TRY IT.
Reproduce exactly, and only, the lines running from the start of the entries below to the line containing "let cell = if".

Stored data:
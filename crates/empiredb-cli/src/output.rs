//! Styled terminal output.

use colored::Colorize;
use comfy_table::{Attribute, Cell, Color, ContentArrangement, Table, presets::UTF8_FULL};
use empiredb_check::ModelIssue;

pub fn print_header(title: &str) {
    println!();
    println!("{}", title.bold().cyan());
    println!("{}", "─".repeat(title.chars().count().max(40)).bright_black());
}

pub fn print_success(msg: &str) {
    println!("  {} {}", "✓".green().bold(), msg);
}

pub fn print_warning(msg: &str) {
    println!("  {} {}", "⚠".yellow().bold(), msg);
}

fn header(titles: &[&str]) -> Vec<Cell> {
    titles
        .iter()
        .map(|t| Cell::new(t).add_attribute(Attribute::Bold).fg(Color::Cyan))
        .collect()
}

fn styled_table(titles: &[&str]) -> Table {
    let mut table = Table::new();
    table
        .load_preset(UTF8_FULL)
        .set_content_arrangement(ContentArrangement::Dynamic)
        .set_header(header(titles));
    table
}

pub fn issues_table(issues: &[ModelIssue]) -> Table {
    let mut table = styled_table(&["Kind", "Object", "Difference"]);
    for issue in issues {
        table.add_row(vec![
            Cell::new(issue.kind()).fg(Color::Yellow),
            Cell::new(issue.object()).fg(Color::White),
            Cell::new(issue.detail()),
        ]);
    }
    table
}

/// One row per phrase; phrases the dialect lacks are shown greyed out.
pub fn phrases_table<'a>(rows: impl IntoIterator<Item = (&'a str, Option<&'a str>)>) -> Table {
    let mut table = styled_table(&["Phrase", "Template"]);
    for (name, template) in rows {
        let template = match template {
            Some(t) => Cell::new(t),
            None => Cell::new("(not supported)").fg(Color::DarkGrey),
        };
        table.add_row(vec![Cell::new(name).fg(Color::Yellow), template]);
    }
    table
}

pub fn features_table<'a>(rows: impl IntoIterator<Item = (&'a str, bool)>) -> Table {
    let mut table = styled_table(&["Feature", "Supported"]);
    for (name, supported) in rows {
        let cell = if supported {
            Cell::new("yes").fg(Color::Green)
        } else {
            Cell::new("no").fg(Color::Red)
        };
        table.add_row(vec![Cell::new(name), cell]);
    }
    table
}

#[cfg(test)]
mod tests {
    use super::*;

    #[test]
    fn issues_table_lists_each_issue() {
        let issues = vec![ModelIssue::ColumnSizeMismatch {
            table: "EMPLOYEES".into(),
            column: "NAME".into(),
            expected: 40,
            found: 20,
        }];
        let table = issues_table(&issues);
        assert_eq!(table.row_iter().count(), 1);
        let rendered = table.to_string();
        assert!(rendered.contains("EMPLOYEES.NAME"));
        assert!(rendered.contains("column_size_mismatch"));
    }

    #[test]
    fn unsupported_phrases_are_marked() {
        let table = phrases_table([("SQL_FUNC_STRAGG", None), ("SQL_FUNC_UPPER", Some("upper(?)"))]);
        let rendered = table.to_string();
        assert!(rendered.contains("(not supported)"));
        assert!(rendered.contains("upper(?)"));
    }
}
//! Next-value generation for auto-increment columns: native sequences where
//! the dialect has them, otherwise a table-backed counter updated with
//! compare-and-swap.

use crate::client::DbConnection;
use crate::config::SequenceConfig;
use crate::database::Database;
use crate::dbms::DbmsFeature;
use crate::error::{DbError, DbResult};
use crate::expr::SqlExpr;
use crate::row::FromValue;
use crate::table::{ColumnRef, Table, TableColumn};
use crate::types::{DataType, Value};
use chrono::Utc;

/// The counter table described by a [`SequenceConfig`].
#[derive(Debug, Clone)]
pub struct SequenceTable {
    table: Table,
    name: ColumnRef,
    value: ColumnRef,
    time: ColumnRef,
}

impl SequenceTable {
    pub fn new(config: &SequenceConfig) -> DbResult<Self> {
        let mut table = Table::new(config.table.clone());
        let name =
            table.add_column(TableColumn::new(config.name_column.clone(), DataType::Varchar, 40).required());
        let value =
            table.add_column(TableColumn::new(config.value_column.clone(), DataType::Integer, 8).required());
        let time = table
            .add_column(TableColumn::new(config.timestamp_column.clone(), DataType::DateTime, 0).required());
        // a lost insert race surfaces as a unique violation on the key
        table.set_primary_key(&[config.name_column.as_str()])?;
        Ok(Self {
            table,
            name,
            value,
            time,
        })
    }

    pub fn table(&self) -> &Table {
        &self.table
    }
}

/// Sequence name used for an auto-increment column: the explicit name, or
/// `{TABLE}_{COLUMN}_SEQ`.
pub fn sequence_name(column: &ColumnRef) -> String {
    column
        .column()
        .sequence
        .clone()
        .unwrap_or_else(|| format!("{}_{}_SEQ", column.table_name(), column.column_name()))
}

enum Attempt {
    Got(i64),
    Lost,
}

impl Database {
    /// Whether next values come from native sequence objects.
    pub fn uses_native_sequences(&self) -> bool {
        self.config().native_sequences && self.dbms().is_supported(DbmsFeature::Sequences)
    }

    /// Next value for an auto-increment column.
    pub async fn next_value_for<C>(&self, conn: &C, column: &ColumnRef) -> DbResult<i64>
    where
        C: DbConnection + ?Sized,
    {
        if !column.column().is_auto_increment() {
            return Err(DbError::invalid_argument(format!(
                "{column} is not an auto-increment column"
            )));
        }
        self.next_sequence_value(conn, &sequence_name(column)).await
    }

    /// Next value of `sequence`.
    ///
    /// Emulated sequences retry a conditional update up to
    /// `SequenceConfig::max_attempts` times; two callers never receive the
    /// same value.
    pub async fn next_sequence_value<C>(&self, conn: &C, sequence: &str) -> DbResult<i64>
    where
        C: DbConnection + ?Sized,
    {
        if self.uses_native_sequences() {
            let qualified = match self.schema() {
                Some(schema) => format!("{schema}.{sequence}"),
                None => sequence.to_string(),
            };
            let sql = self.dbms().next_sequence_value_sql(&qualified)?;
            let stmt = crate::builder::Statement::new(sql);
            let rows = self.query_statement(conn, &stmt).await?;
            let value = rows
                .first()
                .and_then(|r| r.values().first())
                .ok_or_else(|| DbError::not_found(format!("sequence {sequence} returned no value")))?;
            return i64::from_value(value);
        }

        let config = &self.config().sequences;
        let seq = SequenceTable::new(config)?;
        for attempt in 1..=config.max_attempts {
            match self.try_next_value(conn, &seq, sequence).await? {
                Attempt::Got(value) => {
                    tracing::trace!(target: "empiredb.sequence", sequence, value, attempt, "sequence value");
                    return Ok(value);
                }
                Attempt::Lost if attempt >= config.warn_after => {
                    tracing::warn!(
                        target: "empiredb.sequence",
                        sequence,
                        attempt,
                        max_attempts = config.max_attempts,
                        "sequence update lost to a concurrent caller, retrying",
                    );
                }
                Attempt::Lost => {
                    tracing::debug!(target: "empiredb.sequence", sequence, attempt, "retrying sequence update");
                }
            }
        }
        tracing::error!(
            target: "empiredb.sequence",
            sequence,
            attempts = config.max_attempts,
            "giving up on contended sequence",
        );
        Err(DbError::SequenceContention {
            sequence: sequence.to_string(),
            attempts: config.max_attempts,
        })
    }

    async fn try_next_value<C>(&self, conn: &C, seq: &SequenceTable, sequence: &str) -> DbResult<Attempt>
    where
        C: DbConnection + ?Sized,
    {
        let mut select = self.command();
        select
            .select([&seq.value, &seq.time])
            .and_where(seq.name.eq(sequence));
        let rows = self.query_rows(conn, &select).await?;
        let now = Value::DateTime(Utc::now().naive_utc());

        let Some(row) = rows.first() else {
            let min_value = self.config().sequences.min_value;
            let mut insert = self.command();
            insert
                .set(&seq.name, sequence)
                .set(&seq.value, min_value)
                .set(&seq.time, now);
            let stmt = insert.build_insert()?;
            return match self.execute_update(conn, &stmt).await {
                Ok(_) => Ok(Attempt::Got(min_value)),
                Err(err) if err.is_unique_violation() => Ok(Attempt::Lost),
                Err(err) => Err(err),
            };
        };

        let current: i64 = row.get_at(0)?;
        let stamp = row.values().get(1).cloned().unwrap_or(Value::Null);
        let next = current
            .checked_add(1)
            .ok_or_else(|| DbError::invalid_argument(format!("sequence {sequence} is exhausted at {current}")))?;

        let mut update = self.command();
        update
            .set(&seq.value, next)
            .set(&seq.time, now)
            .and_where(seq.name.eq(sequence))
            .and_where(seq.value.eq(current))
            .and_where(seq.time.eq(stamp));
        let stmt = update.build_update()?;
        match self.execute_update(conn, &stmt).await? {
            0 => Ok(Attempt::Lost),
            _ => Ok(Attempt::Got(next)),
        }
    }
}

YOUR RESPONSE.
filename crates/empiredb-cli/src/output.rs
//! Styled terminal output.

use colored::Colorize;
use comfy_table::{Attribute, Cell, Color, ContentArrangement, Table, presets::UTF8_FULL};
use empiredb_check::ModelIssue;

pub fn print_header(title: &str) {
    println!();
    println!("{}", title.bold().cyan());
    println!("{}", "─".repeat(title.chars().count().max(40)).bright_black());
}

pub fn print_success(msg: &str) {
    println!("  {} {}", "✓".green().bold(), msg);
}

pub fn print_warning(msg: &str) {
    println!("  {} {}", "⚠".yellow().bold(), msg);
}

fn header(titles: &[&str]) -> Vec<Cell> {
    titles
        .iter()
        .map(|t| Cell::new(t).add_attribute(Attribute::Bold).fg(Color::Cyan))
        .collect()
}

fn styled_table(titles: &[&str]) -> Table {
    let mut table = Table::new();
    table
        .load_preset(UTF8_FULL)
        .set_content_arrangement(ContentArrangement::Dynamic)
        .set_header(header(titles));
    table
}

pub fn issues_table(issues: &[ModelIssue]) -> Table {
    let mut table = styled_table(&["Kind", "Object", "Difference"]);
    for issue in issues {
        table.add_row(vec![
            Cell::new(issue.kind()).fg(Color::Yellow),
            Cell::new(issue.object()).fg(Color::White),
            Cell::new(issue.detail()),
        ]);
    }
    table
}

/// One row per phrase; phrases the dialect lacks are shown greyed out.
pub fn phrases_table<'a>(rows: impl IntoIterator<Item = (&'a str, Option<&'a str>)>) -> Table {
    let mut table = styled_table(&["Phrase", "Template"]);
    for (name, template) in rows {
        let template = match template {
            Some(t) => Cell::new(t),
            None => Cell::new("(not supported)").fg(Color::DarkGrey),
        };
        table.add_row(vec![Cell::new(name).fg(Color::Yellow), template]);
    }
    table
}

pub fn features_table<'a>(rows: impl IntoIterator<Item = (&'a str, bool)>) -> Table {
    let mut table = styled_table(&["Feature", "Supported"]);
    for (name, supported) in rows {
        let cell = if supported {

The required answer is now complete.